Kathy Erteman
San Angelo Museum of Fine Arts
Accession no: 2007.3.3 A-C Type of work: Ceramic
Current location: Prep Room – Blue Cabinets
Artist/creator: Kathy Erteman
Artist biography: Kathy Erteman a New York based ceramic artist and designer makes vessels and architectural wall pieces in her Manhattan studio. She received her BFA from California State University Long Beach, studied with Adrian Saxe at UCLA, and worked with Judy Chicago on the Dinner Party after graduation. Her work has been exhibited internationally and is included in private and public collections including Renwick Gallery/Smithsonian Institute, Los Angeles County Museum of Art, Taipei Museum of Fine Arts and SC Johnson Collection. She is widely published in design books and periodicals that include The New York Times, Metropolitan Home, Art Forum, Elle Decor and Ceramics Monthly. A full time studio artist and part time teacher, Kathy has taught at Parsons School of Design and been a guest lecturer at The Brooklyn Museum, SUNY New Paltz, Bezalel Academy of Art, Jerusalem and currently teaches at Greenwich House Pottery. Kathy is the recipient of a NYFA Fellowship and EBAY artist technology grant. She has travelled to Yunnan China to work with Tibetan Potters as a Design Consultant for Aid To Artisans.The Mountain Institute/USAID.
Title of work: Homage to Lucien Day
Date of item: 2004
Signed: artist’s initials on the bottom of each cup (KE)
Other markings/identifiers: The tall cup and one of the smaller cups have a black circle on the bottom with the artist’s initials (KE) in the middle. The second small cup doesn’t have the black circle but has the artist’s initials etched in the clay.
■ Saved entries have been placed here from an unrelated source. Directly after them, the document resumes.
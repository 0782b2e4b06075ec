use std::fmt;
use std::io;

use biowire_frame::FrameError;
use biowire_session::SessionError;
use biowire_transport::TransportError;

pub const SUCCESS: i32 = 0;
pub const FAILURE: i32 = 1;
pub const TRANSPORT_ERROR: i32 = 3;
pub const DATA_INVALID: i32 = 60;
pub const USAGE: i32 = 64;
pub const TIMEOUT: i32 = 124;
pub const INTERNAL: i32 = 125;

pub type CliResult<T> = Result<T, CliError>;

#[derive(Debug)]
pub struct CliError {
    pub code: i32,
    pub message: String,
}

impl CliError {
    pub fn new(code: i32, message: impl Into<String>) -> Self {
        Self {
            code,
            message: message.into(),
        }
    }
}

impl fmt::Display for CliError {
    fn fmt(&self, f: &mut fmt::Formatter<'_>) -> fmt::Result {
        write!(f, "{}", self.message)
    }
}

impl std::error::Error for CliError {}

pub fn io_error(context: &str, err: io::Error) -> CliError {
    let code = match err.kind() {
        io::ErrorKind::TimedOut | io::ErrorKind::WouldBlock => TIMEOUT,
        io::ErrorKind::ConnectionRefused | io::ErrorKind::AddrInUse => TRANSPORT_ERROR,
        io::ErrorKind::NotFound => USAGE,
        _ => INTERNAL,
    };
    CliError::new(code, format!("{context}: {err}"))
}

pub fn transport_error(context: &str, err: TransportError) -> CliError {
    match err {
        TransportError::Bind { .. } | TransportError::Connect { .. } => {
            CliError::new(TRANSPORT_ERROR, format!("{context}: {err}"))
        }
        TransportError::Unresolved(_) => CliError::new(USAGE, format!("{context}: {err}")),
        TransportError::Io(source) => io_error(context, source),
        other => CliError::new(TRANSPORT_ERROR, format!("{context}: {other}")),
    }
}

pub fn frame_error(context: &str, err: FrameError) -> CliError {
    match err {
        FrameError::PayloadTooLarge { .. }
        | FrameError::InvalidPayload { .. }
        | FrameError::Json(_) => CliError::new(DATA_INVALID, format!("{context}: {err}")),
        other => CliError::new(FAILURE, format!("{context}: {other}")),
    }
}

pub fn session_error(context: &str, err: SessionError) -> CliError {
    match err {
        SessionError::Transport(err) => transport_error(context, err),
        SessionError::Frame(err) => frame_error(context, err),
        SessionError::Timeout(_) => CliError::new(TIMEOUT, format!("{context}: {err}")),
        SessionError::HandshakeFailed(_)
        | SessionError::UnexpectedKind { .. }
        | SessionError::Disconnected(_) => CliError::new(FAILURE, format!("{context}: {err}")),
        SessionError::AlreadyBound => CliError::new(USAGE, format!("{context}: {err}")),
        other => CliError::new(INTERNAL, format!("{context}: {other}")),
    }
}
Dimensions: 3 cups: 2 are 2 1/8” high x 2” diameter; 1 is 2 ½” high x 2” diameter (5.4 x 5.08 cm; 6.35 x 5.08 cm)
Description: 3 small black and white, hand-less, rund-bottomed cups. Two of the cups are just about the same size the third one is slightly taller. The large cup and one of the small cups are white inside and outside with a design on the exterior of the cup in black: a series of black vertical shapes (leaf shapes, cylinders, rectangular shapes) encircles the cup in the middle of which of each of them is a white linear design. The second smaller cup has the same design and colorings on the exterior but the interior of the cup is black.
Material: porcelain
Technique: sgraffito
Medium: ceramic
Country of origin: U.S.A.
Artist’s statement about work: There are many ways to approach art making with clay. For me the choices are very conscious and tested. I follow various schools and cultural traditions in making vessels and works for the wall. As a young artist in Los Angeles I followed the work of Gertrud and Otto Natzler, and L.A. clay artists associated with Chouinard Art School, Adrian Saxe, Ralph Bacerra and Elsa Rady. Their well executed and highly personal vessels gave me license to go beyond the strict unspoken rules of pottery making at the time. I embraced industrial methods of making such as slip casting, jiggering and plaster turning taught by Dr. Robert Ramsey at California State University Long Beach. The study of early 20th century design,ie Wiener Werkstaette, and the architecture and design of international modernists like Le Corbusier, Neutra, and Joseph Hoffman contributed to my modernist attitude about form. I have always been interested in a pared down aesthetic and admire Sol Le Witt and Agnes Martin for their freedom within restraint and continue to refer to 19th century Japanese design for direction in the abstraction of natural forms. The sculptural vessels I make are metaphorical in their exploration of containment, and celebrate form, setting aside the constraints of utility. When making tableware, I consider design and the rigors of daily use. The spirit of my hand in these pieces is modest, to harmonize with and act as a support to the prepared ingredients. I have taken inspiration from early 20th century European and American studio artists and designers, including HT Baumann, Lucie Rie, Timo Saraponeva, Russel Wright, and many anonymous artists who chose to embrace a pared down, restrained, and graceful aesthetic to enhance the routine of daily life in an artful way. Recently my work has ventured off the table and onto the wall. I have been looking to Abstract Expressiont painters Rothko, Hoffman and Gottlieb for surface treatments which has redirected my focus from form to surface. I have been concentrating on monoprints and paintings on flat clay tablets and dimensional wall square installations. Using abstraction of natural forms and the human figure, alienation and spontaneous order are the themes that drive these compositions.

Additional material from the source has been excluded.